◆ Exercise goal: Find the word "LlmResponse" in the listing. Copy out each line where it occurs.

◆ Dataset excerpts:
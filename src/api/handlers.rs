//! HTTP request handlers

use super::types::{ChatListResponse, ChatResponse, CreateChatRequest, ErrorResponse, SuccessResponse};
use super::ws::ws_handler;
use super::AppState;
use crate::error::{ChatError, ErrorKind};
use axum::{
    extract::{Path, State},
    http::StatusCode,
    response::{IntoResponse, Response},
    routing::{delete, get},
    Json, Router,
};

/// Create the API router
pub fn create_router(state: AppState) -> Router {
    Router::new()
        // Agent connection
        .route("/ws/agent", get(ws_handler))
        // Chat management
        .route("/api/wallets/:wallet/chats", get(list_chats).post(create_chat))
        .route("/api/wallets/:wallet/chats/:chat_id", delete(delete_chat))
        // Version
        .route("/version", get(get_version))
        .with_state(state)
}

/// Wallet addresses start with `0x` and name a storage directory, so only
/// ASCII alphanumerics may follow.
pub(super) fn validate_wallet(wallet: &str) -> Result<String, AppError> {
    let valid = wallet
        .strip_prefix("0x")
        .is_some_and(|rest| !rest.is_empty() && rest.chars().all(|c| c.is_ascii_alphanumeric()));
    if valid {
        Ok(wallet.to_string())
    } else {
        Err(AppError::BadRequest("Invalid wallet address".to_string()))
    }
}

// ============================================================
// Chats
// ============================================================

async fn list_chats(
    State(state): State<AppState>,
    Path(wallet): Path<String>,
) -> Result<Json<ChatListResponse>, AppError> {
    let wallet = validate_wallet(&wallet)?;
    let chats = state.runtime.registry().list_chats(&wallet);
    let connected = state.runtime.is_connected(&wallet).await;
    Ok(Json(ChatListResponse { chats, connected }))
}

async fn create_chat(
    State(state): State<AppState>,
    Path(wallet): Path<String>,
    body: Option<Json<CreateChatRequest>>,
) -> Result<Json<ChatResponse>, AppError> {
    let wallet = validate_wallet(&wallet)?;
    let req = body.map_or_else(CreateChatRequest::default, |Json(req)| req);
    let chat = state.runtime.registry().create_chat(&wallet, req.name.as_deref());
    Ok(Json(ChatResponse { chat }))
}

async fn delete_chat(
    State(state): State<AppState>,
    Path((wallet, chat_id)): Path<(String, String)>,
) -> Result<Json<SuccessResponse>, AppError> {
    let wallet = validate_wallet(&wallet)?;
    state.runtime.registry().delete_chat(&wallet, &chat_id)?;
    Ok(Json(SuccessResponse { success: true }))
}

async fn get_version() -> &'static str {
    concat!("contract-copilot ", env!("CARGO_PKG_VERSION"))
}

// ============================================================
// Error Handling
// ============================================================

#[derive(Debug)]
pub enum AppError {
    BadRequest(String),
    NotFound(String),
    Internal(String),
}

impl From<ChatError> for AppError {
    fn from(err: ChatError) -> Self {
        match err.kind {
            ErrorKind::InvalidInput => AppError::BadRequest(err.message),
            ErrorKind::NotFound => AppError::NotFound(err.message),
            ErrorKind::UpstreamFailure | ErrorKind::PersistenceFailure => AppError::Internal(err.message),
        }
    }
}

impl IntoResponse for AppError {
    fn into_response(self) -> Response {
        let (status, message) = match self {
            AppError::BadRequest(msg) => (StatusCode::BAD_REQUEST, msg),
            AppError::NotFound(msg) => (StatusCode::NOT_FOUND, msg),
            AppError::Internal(msg) => (StatusCode::INTERNAL_SERVER_ERROR, msg),
        };

        let body = Json(ErrorResponse::new(message));
        (status, body).into_response()
    }
}
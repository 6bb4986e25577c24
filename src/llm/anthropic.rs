//! Anthropic Claude provider implementation

use super::types::{ContentBlock, LlmMessage, LlmRequest, LlmResponse, Usage};
use super::{LlmError, LlmService};
use async_trait::async_trait;
use reqwest::Client;
use serde::{Deserialize, Serialize};
use std::time::Duration;

const DEFAULT_MAX_TOKENS: u32 = 4096;

/// Anthropic model variants
#[derive(Debug, Clone, Copy)]
pub enum AnthropicModel {
    Claude4Sonnet,
    Claude35Sonnet,
    Claude35Haiku,
    Claude3Sonnet,
}

impl AnthropicModel {
    pub fn api_name(self) -> &'static str {
        match self {
            AnthropicModel::Claude4Sonnet => "claude-sonnet-4-20250514",
            AnthropicModel::Claude35Sonnet => "claude-3-5-sonnet-20241022",
            AnthropicModel::Claude35Haiku => "claude-3-5-haiku-20241022",
            AnthropicModel::Claude3Sonnet => "claude-3-sonnet-20240229",
        }
    }

    pub fn model_id(self) -> &'static str {
        match self {
            AnthropicModel::Claude4Sonnet => "claude-4-sonnet",
            AnthropicModel::Claude35Sonnet => "claude-3.5-sonnet",
            AnthropicModel::Claude35Haiku => "claude-3.5-haiku",
            AnthropicModel::Claude3Sonnet => "claude-3-sonnet",
        }
    }
}

/// Anthropic service implementation
pub struct AnthropicService {
    client: Client,
    api_key: String,
    model: AnthropicModel,
    base_url: String,
}

impl AnthropicService {
    pub fn new(api_key: String, model: AnthropicModel, gateway: Option<&str>) -> Result<Self, LlmError> {
        let base_url = match gateway {
            Some(gw) => format!("{}/_/gateway/anthropic/v1/messages", gw.trim_end_matches('/')),
            None => "https://api.anthropic.com/v1/messages".to_string(),
        };

        let client = Client::builder()
            .timeout(Duration::from_secs(300))
            .build()
            .map_err(|e| LlmError::unknown(format!("Failed to create HTTP client: {e}")))?;

        Ok(Self {
            client,
            api_key,
            model,
            base_url,
        })
    }

    fn translate_request(&self, request: &LlmRequest) -> AnthropicRequest {
        AnthropicRequest {
            model: self.model.api_name().to_string(),
            max_tokens: request.max_tokens.unwrap_or(DEFAULT_MAX_TOKENS),
            system: request.system.clone(),
            messages: request.messages.iter().map(translate_message).collect(),
            temperature: request.temperature,
        }
    }

    fn classify_error(status: reqwest::StatusCode, body: &str) -> LlmError {
        let message = body.to_string();
        match status.as_u16() {
            401 | 403 => LlmError::auth(format!("Authentication failed: {message}")),
            429 => {
                let mut err = LlmError::rate_limit(format!("Rate limited: {message}"));
                if let Ok(parsed) = serde_json::from_str::<serde_json::Value>(body) {
                    if let Some(retry_after) = parsed
                        .get("error")
                        .and_then(|e| e.get("retry_after"))
                        .and_then(serde_json::Value::as_f64)
                    {
                        err = err.with_retry_after(Duration::from_secs_f64(retry_after));
                    }
                }
                err
            }
            400 => LlmError::invalid_request(format!("Invalid request: {message}")),
            500..=599 => LlmError::server_error(format!("Server error: {message}")),
            _ => LlmError::unknown(format!("HTTP {status}: {message}")),
        }
    }
}

fn translate_message(msg: &LlmMessage) -> AnthropicMessage {
    AnthropicMessage {
        role: msg.role.as_str().to_string(),
        content: msg.content.clone(),
    }
}

fn normalize_response(resp: AnthropicResponse) -> LlmResponse {
    let content = resp
        .content
        .into_iter()
        .filter_map(|block| match block {
            AnthropicContentBlock::Text { text } => Some(ContentBlock::Text { text }),
            AnthropicContentBlock::Other => None,
        })
        .collect();

    LlmResponse {
        content,
        end_turn: resp.stop_reason.as_deref() == Some("end_turn"),
        usage: Usage {
            input_tokens: resp.usage.input_tokens,
            output_tokens: resp.usage.output_tokens,
        },
    }
}

#[async_trait]
impl LlmService for AnthropicService {
    async fn complete(&self, request: &LlmRequest) -> Result<LlmResponse, LlmError> {
        let anthropic_request = self.translate_request(request);

        let response = self
            .client
            .post(&self.base_url)
            .header("x-api-key", &self.api_key)
            .header("anthropic-version", "2023-06-01")
            .header("content-type", "application/json")
            .json(&anthropic_request)
            .send()
            .await
            .map_err(|e| {
                if e.is_timeout() {
                    LlmError::network(format!("Request timeout: {e}"))
                } else if e.is_connect() {
                    LlmError::network(format!("Connection failed: {e}"))
                } else {
                    LlmError::unknown(format!("Request failed: {e}"))
                }
            })?;

        let status = response.status();
        let body = response
            .text()
            .await
            .map_err(|e| LlmError::network(format!("Failed to read response: {e}")))?;

        if !status.is_success() {
            return Err(Self::classify_error(status, &body));
        }

        let anthropic_response: AnthropicResponse = serde_json::from_str(&body)
            .map_err(|e| LlmError::unknown(format!("Failed to parse response: {e} - body: {body}")))?;

        Ok(normalize_response(anthropic_response))
    }

    fn model_id(&self) -> &str {
        self.model.model_id()
    }
}

// Anthropic API types

#[derive(Debug, Serialize)]
struct AnthropicRequest {
    model: String,
    max_tokens: u32,
    system: String,
    messages: Vec<AnthropicMessage>,
    #[serde(skip_serializing_if = "Option::is_none")]
    temperature: Option<f32>,
}

#[derive(Debug, Serialize)]
struct AnthropicMessage {
    role: String,
    content: String,
}

#[derive(Debug, Deserialize)]
#[serde(tag = "type", rename_all = "snake_case")]
enum AnthropicContentBlock {
    Text {
        text: String,
    },
    #[serde(other)]
    Other,
}

#[derive(Debug, Deserialize)]
struct AnthropicResponse {
    content: Vec<AnthropicContentBlock>,
    stop_reason: Option<String>,
    usage: AnthropicUsage,
}

#[derive(Debug, Deserialize)]
struct AnthropicUsage {
    input_tokens: u64,
    output_tokens: u64,
}
//! Chat sessions
//!
//! A [`ChatSession`] owns one [`VersionedFileStore`], the visible transcript,
//! the raw conversation history sent to the model, and its identity. Every
//! mutation bumps `last_accessed`; the [`SessionRegistry`] persists the
//! session after each one.

pub mod record;
mod registry;

pub use record::{ChatRecord, ChatStorage, PersistError};
pub use registry::SessionRegistry;

use crate::llm::LlmMessage;
use crate::store::{FileVersion, PutOutcome, VersionedFileStore};
use chrono::{DateTime, Utc};
use serde::{Deserialize, Serialize};

/// Who produced a transcript entry
#[derive(Debug, Clone, Copy, PartialEq, Eq, Serialize, Deserialize)]
#[serde(rename_all = "lowercase")]
pub enum Sender {
    User,
    Ai,
    System,
}

/// One entry of the visible transcript
#[derive(Debug, Clone, PartialEq, Eq, Serialize, Deserialize)]
pub struct ChatMessage {
    pub id: String,
    pub text: String,
    pub sender: Sender,
    /// Epoch milliseconds
    #[serde(deserialize_with = "crate::store::deserialize_millis")]
    pub timestamp: i64,
    /// Outbound event type for AI entries (`file_create`, `error`, ...)
    #[serde(rename = "type", default, skip_serializing_if = "Option::is_none")]
    pub kind: Option<String>,
}

impl ChatMessage {
    pub fn new(sender: Sender, text: impl Into<String>, kind: Option<&str>) -> Self {
        Self {
            id: uuid::Uuid::new_v4().to_string(),
            text: text.into(),
            sender,
            timestamp: Utc::now().timestamp_millis(),
            kind: kind.map(str::to_string),
        }
    }

    pub fn user(text: impl Into<String>) -> Self {
        Self::new(Sender::User, text, None)
    }
}

/// In-memory state of one chat
#[derive(Debug, Clone)]
pub struct ChatSession {
    pub id: String,
    pub name: String,
    pub wallet_address: String,
    pub created_at: DateTime<Utc>,
    pub last_accessed: DateTime<Utc>,
    pub messages: Vec<ChatMessage>,
    pub store: VersionedFileStore,
    pub history: Vec<LlmMessage>,
}

impl ChatSession {
    pub fn new(id: impl Into<String>, name: impl Into<String>, wallet_address: impl Into<String>) -> Self {
        let now = Utc::now();
        Self {
            id: id.into(),
            name: name.into(),
            wallet_address: wallet_address.into(),
            created_at: now,
            last_accessed: now,
            messages: Vec::new(),
            store: VersionedFileStore::new(),
            history: Vec::new(),
        }
    }

    pub fn touch(&mut self) {
        self.last_accessed = Utc::now().max(self.last_accessed);
    }

    pub fn add_message(&mut self, message: ChatMessage) {
        self.messages.push(message);
        self.touch();
    }

    pub fn add_history(&mut self, entry: LlmMessage) {
        self.history.push(entry);
        self.touch();
    }

    pub fn put_file(&mut self, path: &str, content: &str, language: &str) -> PutOutcome {
        let outcome = self.store.put(path, content, language);
        self.touch();
        outcome
    }

    pub fn delete_file(&mut self, path: &str) -> bool {
        let removed = self.store.delete(path);
        self.touch();
        removed
    }

    pub fn get_file(&self, path: &str, version: Option<usize>) -> Option<&FileVersion> {
        self.store.get(path, version)
    }

    pub fn file_history(&self, path: &str) -> &[FileVersion] {
        self.store.history_of(path)
    }
}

◆ Answer for the task:
use super::types::{ContentBlock, LlmMessage, LlmRequest, LlmResponse, Usage};
fn normalize_response(resp: AnthropicResponse) -> LlmResponse {
    LlmResponse {
    async fn complete(&self, request: &LlmRequest) -> Result<LlmResponse, LlmError> {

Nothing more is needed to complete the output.